Judgment: For Respondents/Defendant: H.V. Kalra, Deputy Commissioner of Income-tax 1. This is an application under Section 245Qof the Income-tax Act, 1961 ("the Act"), from a resident of Abu Dhabi seeking to know whether the income derived by him by way of interest, dividends and capital gains in India will be entitled to tax concessions in his hands by virtue of the Agreement for Avoidance of Double Taxation (DTAAJ between India and the United Arab Emirates (U. A. E.). It is interesting to notice that each of the several applications, the authority has received on this issue from residents of U. A. E. has some special distinguishing features which need to be dealt with separately, though the broad questions posed before the authority are the same.

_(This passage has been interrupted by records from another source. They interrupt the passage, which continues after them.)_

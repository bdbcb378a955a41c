//! Sector-aligned file access.
//!
//! The engine issues all graph I/O as batches of sector-granular positional
//! reads through the [`AlignedReader`] trait. Platform-specific asynchronous
//! backends (io_uring, IOCP) can implement the same trait; the built-in
//! [`DirectFileReader`] uses positional reads and is what `load` constructs.
//!
//! Failures are per-request: one bad sector does not fail its siblings, and
//! the beam search drops the affected node from candidacy for that query.

use std::fs::File;
use std::io::Read;
use std::os::unix::fs::FileExt;
use std::path::Path;

use tracing::warn;

use crate::defaults::SECTOR_LEN;
use crate::error::{Result, SearchError};

/// One positional read: `len = buf.len()` bytes at `offset`.
///
/// Both the offset and the length must be multiples of [`SECTOR_LEN`]; the
/// buffer comes from a [`SectorArena`] and is sector-aligned.
pub struct AlignedRead<'a> {
    pub offset: u64,
    pub buf: &'a mut [u8],
}

impl<'a> AlignedRead<'a> {
    /// Build a read request, validating sector alignment.
    pub fn new(offset: u64, buf: &'a mut [u8]) -> Result<Self> {
        if offset % SECTOR_LEN as u64 != 0 || buf.len() % SECTOR_LEN != 0 {
            return Err(SearchError::BadArgument(format!(
                "read at offset {} len {} is not sector-aligned",
                offset,
                buf.len()
            )));
        }
        Ok(Self { offset, buf })
    }
}

/// Batched, sector-aligned positional reads.
///
/// `register_thread`/`deregister_thread` let backends that queue I/O per OS
/// thread associate submissions with the caller. The default reader needs no
/// per-thread state, so the hooks are no-ops there.
pub trait AlignedReader: Send + Sync {
    /// Called once per worker thread before it issues reads.
    fn register_thread(&self) {}

    /// Called when a worker thread is done with the reader.
    fn deregister_thread(&self) {}

    /// Execute every request in the batch. Returns one success flag per
    /// request, in order; a failed read leaves its buffer contents
    /// unspecified.
    fn read(&self, reqs: &mut [AlignedRead<'_>]) -> Vec<bool>;
}

/// [`AlignedReader`] over a regular file using positional reads.
pub struct DirectFileReader {
    file: File,
    len: u64,
}

impl DirectFileReader {
    /// Open `path` for read-only sector access.
    pub fn open(path: &Path) -> Result<Self> {
        let file = File::open(path)?;
        let len = file.metadata()?.len();
        Ok(Self { file, len })
    }

    /// Total file length in bytes.
    pub fn len(&self) -> u64 {
        self.len
    }

    /// Whether the file is empty.
    pub fn is_empty(&self) -> bool {
        self.len == 0
    }
}

impl AlignedReader for DirectFileReader {
    fn read(&self, reqs: &mut [AlignedRead<'_>]) -> Vec<bool> {
        reqs.iter_mut()
            .map(|req| {
                // Reads past EOF are trimmed: the final sector of a file whose
                // payload is not sector-padded is still addressable.
                let avail = self.len.saturating_sub(req.offset);
                if avail == 0 {
                    warn!(offset = req.offset, "sector read past end of file");
                    return false;
                }
                let want = (req.buf.len() as u64).min(avail) as usize;
                match self.file.read_exact_at(&mut req.buf[..want], req.offset) {
                    Ok(()) => {
                        req.buf[want..].fill(0);
                        true
                    }
                    Err(e) => {
                        warn!(offset = req.offset, error = %e, "sector read failed");
                        false
                    }
                }
            })
            .collect()
    }
}

/// A reusable, sector-aligned scratch buffer carved into fixed-size chunks.
///
/// Allocated once per scratch slot and handed out as disjoint `&mut [u8]`
/// windows each beam iteration, so no query-path allocation occurs.
pub struct SectorArena {
    storage: Vec<u8>,
    start: usize,
    sectors: usize,
}

impl SectorArena {
    /// Allocate an arena holding `sectors` sectors, aligned to [`SECTOR_LEN`].
    pub fn new(sectors: usize) -> Self {
        let mut storage = vec![0u8; (sectors + 1) * SECTOR_LEN];
        let addr = storage.as_ptr() as usize;
        let start = (SECTOR_LEN - addr % SECTOR_LEN) % SECTOR_LEN;
        // the padding sector guarantees `start + sectors * SECTOR_LEN` fits
        storage[start..].fill(0);
        Self {
            storage,
            start,
            sectors,
        }
    }

    /// Number of sectors the arena holds.
    pub fn sectors(&self) -> usize {
        self.sectors
    }

    /// Split the arena into disjoint chunks of `sectors_per_chunk` sectors.
    pub fn chunks_mut(&mut self, sectors_per_chunk: usize) -> impl Iterator<Item = &mut [u8]> {
        let bytes = sectors_per_chunk * SECTOR_LEN;
        let end = self.start + self.sectors * SECTOR_LEN;
        self.storage[self.start..end].chunks_exact_mut(bytes)
    }

    /// View one chunk immutably after a read has filled it.
    pub fn chunk(&self, sectors_per_chunk: usize, idx: usize) -> &[u8] {
        let bytes = sectors_per_chunk * SECTOR_LEN;
        let begin = self.start + idx * bytes;
        &self.storage[begin..begin + bytes]
    }
}

/// Read the `(rows, cols)` header of a bin file: two little-endian `u32`s
/// followed by row-major payload.
pub(crate) fn read_bin_header(file: &mut File) -> Result<(u32, u32)> {
    let mut buf = [0u8; 8];
    file.read_exact(&mut buf)?;
    let rows = u32::from_le_bytes([buf[0], buf[1], buf[2], buf[3]]);
    let cols = u32::from_le_bytes([buf[4], buf[5], buf[6], buf[7]]);
    Ok((rows, cols))
}

/// Load a `u32` bin file, returning `(rows, cols, values)`.
pub(crate) fn load_bin_u32(path: &Path) -> Result<(usize, usize, Vec<u32>)> {
    let mut file = File::open(path)?;
    let (rows, cols) = read_bin_header(&mut file)?;
    let count = rows as usize * cols as usize;
    let mut bytes = vec![0u8; count * 4];
    file.read_exact(&mut bytes).map_err(|_| {
        SearchError::CorruptIndex(format!("{}: truncated u32 payload", path.display()))
    })?;
    let vals = bytes
        .chunks_exact(4)
        .map(|c| u32::from_le_bytes([c[0], c[1], c[2], c[3]]))
        .collect();
    Ok((rows as usize, cols as usize, vals))
}

/// Load an `f32` bin file, returning `(rows, cols, values)`.
pub(crate) fn load_bin_f32(path: &Path) -> Result<(usize, usize, Vec<f32>)> {
    let mut file = File::open(path)?;
    let (rows, cols) = read_bin_header(&mut file)?;
    let count = rows as usize * cols as usize;
    let mut bytes = vec![0u8; count * 4];
    file.read_exact(&mut bytes).map_err(|_| {
        SearchError::CorruptIndex(format!("{}: truncated f32 payload", path.display()))
    })?;
    let vals = bytes
        .chunks_exact(4)
        .map(|c| f32::from_le_bytes([c[0], c[1], c[2], c[3]]))
        .collect();
    Ok((rows as usize, cols as usize, vals))
}

/// Load a `u8` bin file, returning `(rows, cols, bytes)`.
pub(crate) fn load_bin_u8(path: &Path) -> Result<(usize, usize, Vec<u8>)> {
    let mut file = File::open(path)?;
    let (rows, cols) = read_bin_header(&mut file)?;
    let mut bytes = vec![0u8; rows as usize * cols as usize];
    file.read_exact(&mut bytes).map_err(|_| {
        SearchError::CorruptIndex(format!("{}: truncated u8 payload", path.display()))
    })?;
    Ok((rows as usize, cols as usize, bytes))
}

2. The applicant, Dr. Rajnikant R. Bhatt, originally filed an application under Section 245Q. on January 19, 1996, but this application was signed not by him but by his wife. It was, therefore, defective. Thereafter, the applicant has rectified the position and filed a fresh application duly signed by him which has been received on July 5, 1996.
3. It is stated by the applicant that he is a doctor specialising in radiology. He left India along with his family and went to the United Arab Emirates on January 2, 1977. He stayed there for about 11 years and returned to India on June 27, 1988. It is stated that his reasons for so doing were that proper educational facilities for his children were not available in the U. A. E. and the applicant was not willing to send his children to the United Kingdom for studies. However, he did not stay long in India and went back once again, this time alone, to the U. A. E. in May, 1991, and he has been staying there since then. He has been working as a radiologist in the Government hospital at Abu Dhabi drawing a monthly salary of 12,100 dirhams, equivalent to approximately Rs, 14 lakhs per annum. He has, during the past several years, invested substantial sums in shares and debentures of Indian companies, units of the Unit Trust of India (U. T. I.) and other mutual funds (M. F.), dividends and interest income wherefrom is to the tune of Rs. 5 lakhs per annum. His assets in India are of the value of Rs. 54 lakhs. At Abu Dhabi, he is residing in quarters allotted to him by his employer and does not (indeed, cannot) own any immovable property.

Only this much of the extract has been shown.